Tuesday, June 06, 2006

talking points

1. the impending opening of our local branch of IKEA:

of course i have to weigh in on IKEA. that's not to say, however, that i am going to use this opportunity to critique capitalism by way of this swedish-design megalith. quite the opposite. i like IKEA as much as, if not more than, the next guy. the company provides high quality, attractive goods that are genuinely affordable. that is, the company says they are affordable, and, lo and behold, they are. from what i understand, IKEA's labor practices are decent as well: no sweat-shop labor, employees paid above living wages, great benefits and childcare policies. it seems that a corporation can indeed prosper by doing, more or less, the right thing. i plan to shop at my nearby IKEA as soon as, and as frequently as, possible.

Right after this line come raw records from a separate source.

//! In-memory storage backend
//!
//! Volatile map with no persistence; everything is lost at process exit.

use std::collections::HashMap;

use tracing::debug;

use super::traits::CredentialStore;
use super::types::SecretRecord;
use crate::error::Result;

/// Volatile in-process storage backend
#[derive(Debug, Default)]
pub struct MemoryStore {
    entries: HashMap<String, SecretRecord>,
}

impl MemoryStore {
    pub fn new() -> Self {
        Self::default()
    }
}

impl CredentialStore for MemoryStore {
    fn store(&mut self, service_name: &str, record: SecretRecord) -> Result<()> {
        self.entries.insert(service_name.to_string(), record);
        debug!("Stored credentials for '{}' in memory", service_name);
        Ok(())
    }

    fn retrieve(&self, service_name: &str) -> Result<Option<SecretRecord>> {
        Ok(self.entries.get(service_name).cloned())
    }

    fn backend_name(&self) -> &'static str {
        "In-Memory Storage"
    }
}

#[cfg(test)]
mod tests {
    use super::*;

    fn record(byte: u8) -> SecretRecord {
        SecretRecord::new(vec![byte; 40], [byte; 16])
    }

    #[test]
    fn test_store_and_retrieve() {
        let mut store = MemoryStore::new();
        store.store("openai", record(1)).unwrap();

        assert_eq!(store.retrieve("openai").unwrap(), Some(record(1)));
    }

    #[test]
    fn test_retrieve_missing() {
        let store = MemoryStore::new();
        assert_eq!(store.retrieve("unknown-service").unwrap(), None);
    }

    #[test]
    fn test_overwrite_replaces() {
        let mut store = MemoryStore::new();
        store.store("openai", record(1)).unwrap();
        store.store("openai", record(2)).unwrap();

        assert_eq!(store.retrieve("openai").unwrap(), Some(record(2)));
    }

    #[test]
    fn test_exact_match_only() {
        let mut store = MemoryStore::new();
        store.store("openai", record(1)).unwrap();

        assert_eq!(store.retrieve("open").unwrap(), None);
        assert_eq!(store.retrieve("OpenAI").unwrap(), None);
    }
}
//! Error types for vault-core

use thiserror::Error;

/// Result type alias for vault operations
pub type Result<T> = std::result::Result<T, VaultError>;

/// Vault error types
///
/// A missing record is not an error: `retrieve` returns `Ok(None)` for it.
/// Wrong master password and tampered ciphertext are deliberately a single
/// variant; the AEAD tag check cannot tell them apart.
#[derive(Error, Debug)]
pub enum VaultError {
    #[error("authentication failed: wrong master password or corrupted record")]
    AuthenticationFailure,

    #[error("key derivation failed: {0}")]
    KeyDerivation(String),

    #[error("encryption failed: {0}")]
    Encryption(String),

    #[error("service name must not be empty")]
    InvalidServiceName,

    #[error("storage error: {0}")]
    Storage(String),

    #[error("IO error: {0}")]
    Io(#[from] std::io::Error),

    #[error("serialization error: {0}")]
    Serialization(#[from] serde_json::Error),

    #[error("database error: {0}")]
    Database(#[from] rusqlite::Error),
}
//! Storage record types

use crate::crypto::SALT_LEN;

/// One stored secret: ciphertext and the salt it was sealed under
///
/// The pair is generated together by envelope encryption and must never be
/// separated; the salt is the only way back to the decryption key.
#[derive(Debug, Clone, PartialEq, Eq)]
pub struct SecretRecord {
    /// Sealed payload: `nonce || ciphertext || tag`
    pub ciphertext: Vec<u8>,
    /// Random per-record KDF salt
    pub salt: [u8; SALT_LEN],
}

impl SecretRecord {
    pub fn new(ciphertext: Vec<u8>, salt: [u8; SALT_LEN]) -> Self {
        Self { ciphertext, salt }
    }
}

but: i recently heard an ad on the radio announcing IKEA Canton's grand opening on june 7. this advertisement informed -- nay encouraged -- shoppers that they could begin to line up at the store a full 48 hours before its opening. who would do this? who needs furniture this badly? it's not concert tickets, people. nobody, and i mean nobody, needs home furnishings more than i do (come to my apartment and see for yourself the relative lack of such essential things as beds and places to sit; also, adequate lighting; and the long awaited luxury item: a foot stool!), but there is no way that i am spending 2 days lined up in a fucking parking lot off I-275. i have lived for this long without the foot stool; it's not going to kill me to wait a few more days.

but: god forbid IKEA should run out of foot-stools or futon covers. what we have here is the faulty scarcity principle upon which modern shopping (and, of course, the long and tortured history of capitalism itself) relies. do these would-be shoppers actually think that if they are not one of the first shoppers in the door, IKEA is going to RUN OUT of furniture? or that they must somehow be the first to get one of IKEA's mass-produced products in order to prove that they are not copy-catting the neighbors? welcome back to the 3rd grade. hint: if you are buying furniture at IKEA in the first place, you would do well to give up any illusion of your own originality before someone gets hurt.

this whole "lining up at IKEA" thing becomes more fascinating the more i think about it. you know, i might just drive over there myself and ask those people if they are OUT OF THEIR GODDAMN MINDS.


Blogger kfd313 said...

yeah dude, but there might be *sales*....

still, i doubt that the "lining up" thing is even meant to be taken seriously; it's just an interesting marketing ploy: getting to shop at IKEA worth waiting in line for a rock concert--all the cool kids are doing it. It's about scarcity *and* demographics.

Happy sign of the beast day! 666 rules!

4:25 PM  
Blogger sarah ruddy said...

i just saw on the news that there are, like, A LOT of people out there. with tents. and when interviewed, not one of them offered a reason for being there aside from "i'm weird and the prices can't be beat."

as good a reason as any, i guess.

6:34 PM  
Blogger Jessica Smith said...

that's weird... to IKEA's credit, though, that would never happen in Sweden. Which is where they get their general business principles (non-sweatshop; all furniture can be "recycled for energy" (i think this means you can burn it?); people are reasonably paid, etc.) This lining-up thing must be part of an American IKEA marketing scheme :)

The food is the best part, though.

I love IKEA, but I can't go onto the show floors anymore, I always get lost.